S&P said that pressure on reserves is contributing to external liquidity risks and that the political divide has restricted the authorities’ ability to take measures to reduce weakness.
The scarcity of the green ticket —which the opposition attributes to the depletion of foreign currency and the government to speculation— increased uncertainty about the economic fragility of Bolivia, which for more than a decade experienced what many called “economic miracle” due to export records, an average annual growth of the Gross Domestic Product (GDP) of 4.6%, low inflation, a fixed exchange rate and subsidized gasoline.
When the dollar shortage began, hundreds began to spend the night at the doors of the Central Bank to buy at the official exchange rate. Given the high demand, the sale of the currency is now done through a QR code after registering in a registry. The rows have disappeared, the problem hasn’t.
Faced with popular concern, the leftist president Luis Arce He went out to calm the waters. “There will be no devaluation. There is no need with the strength of a growing economy. Many countries entered the trap of devaluations trying to beat inflation”, he said this week in the first interview he has given to a private television station since he took office at the end of 2020.
Considered the “brain” of the “economic miracle” As minister of the area between 2006 and 2017 -during the government of Evo Morales-, Arce now seems not to find the formula to overcome the crisis.

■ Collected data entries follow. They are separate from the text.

//! Command-line front end: load a block tree and/or an HTML snapshot, run
//! the extractor, render JSON.

use anyhow::{Context, Result, bail};
use blockcard_core::{ExtractionConfig, ExtractionResult, to_json_string};
use blockcard_extract::{CardMeta, ContentExtractor, MemoryBlockSource, RootElement};
use clap::{ArgGroup, Parser};
use serde::Serialize;
use std::path::{Path, PathBuf};

/// Block share card extractor
#[derive(Parser, Debug, Clone, Default)]
#[command(author, version, about, long_about = None)]
#[command(group(ArgGroup::new("input").required(true).multiple(true).args(["tree", "html"])))]
pub struct Args {
    /// JSON block tree (one block or an array of blocks)
    #[arg(long, env = "BLOCKCARD_TREE")]
    pub tree: Option<PathBuf>,

    /// HTML snapshot of the share root
    #[arg(long)]
    pub html: Option<PathBuf>,

    /// Block uid of the share root, overriding the markup
    #[arg(short, long)]
    pub uid: Option<String>,

    /// YAML extraction config
    #[arg(short, long, env = "BLOCKCARD_CONFIG")]
    pub config: Option<PathBuf>,

    /// Print compact JSON instead of pretty JSON
    #[arg(long, action = clap::ArgAction::SetTrue)]
    pub compact: bool,

    /// Include card metadata and the image file name
    #[arg(long, action = clap::ArgAction::SetTrue)]
    pub meta: bool,
}

/// What the CLI prints.
#[derive(Debug, Serialize)]
#[serde(rename_all = "camelCase")]
pub struct CardOutput {
    #[serde(flatten)]
    pub result: ExtractionResult,
    #[serde(skip_serializing_if = "Option::is_none")]
    pub meta: Option<CardMeta>,
    #[serde(skip_serializing_if = "Option::is_none")]
    pub file_name: Option<String>,
}

async fn read_file(path: &Path, what: &str) -> Result<String> {
    tokio::fs::read_to_string(path)
        .await
        .with_context(|| format!("Failed to read {} from {}", what, path.display()))
}

/// Run one extraction and return the rendered JSON.
pub async fn run(args: &Args) -> Result<String> {
    if args.tree.is_none() && args.html.is_none() {
        bail!("nothing to extract: pass --tree and/or --html");
    }

    let config = match &args.config {
        Some(path) => ExtractionConfig::load(path).await?,
        None => ExtractionConfig::default(),
    };

    let html = match &args.html {
        Some(path) => read_file(path, "HTML snapshot").await?,
        None => String::new(),
    };
    let mut root = RootElement::from_html(html);
    if let Some(uid) = &args.uid {
        root = root.with_uid(uid.clone());
    }

    let extractor = match &args.tree {
        Some(path) => {
            let json = read_file(path, "block tree").await?;
            let source = MemoryBlockSource::from_json(&json)
                .with_context(|| format!("Invalid block tree in {}", path.display()))?;
            log::debug!("Loaded {} blocks from {}", source.len(), path.display());
            ContentExtractor::new(source, config.clone())
        }
        None => ContentExtractor::dom_only(config.clone()),
    };

    let result = extractor.extract_block_content(&root).await;
    log::info!(
        "Extracted {} groups and {} images",
        result.segments.len(),
        result.images.len()
    );

    let meta = args.meta.then(|| {
        let uid = root
            .resolve_uid(&config)
            .unwrap_or_else(|| "unknown".to_string());
        CardMeta::from_html(&root.html, uid)
    });
    let output = CardOutput {
        result,
        file_name: meta.as_ref().map(CardMeta::file_name),
        meta,
    };

    Ok(to_json_string(&output, "card output", !args.compact)?)
}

The president assured that he will not withdraw the million-dollar fuel subsidy for fear of a social outbreak. For each liter of gasoline imported at international prices, the consumer only pays half, an onerous subsidy that bleeds foreign currency reserves, according to experts.
The president blamed the war in Ukraine for the global economic turbulence, although he assured that this has not affected the Bolivian economy. “An economy does not grow if it is bad, we are growing and we have the lowest inflation in the region,” he pointed.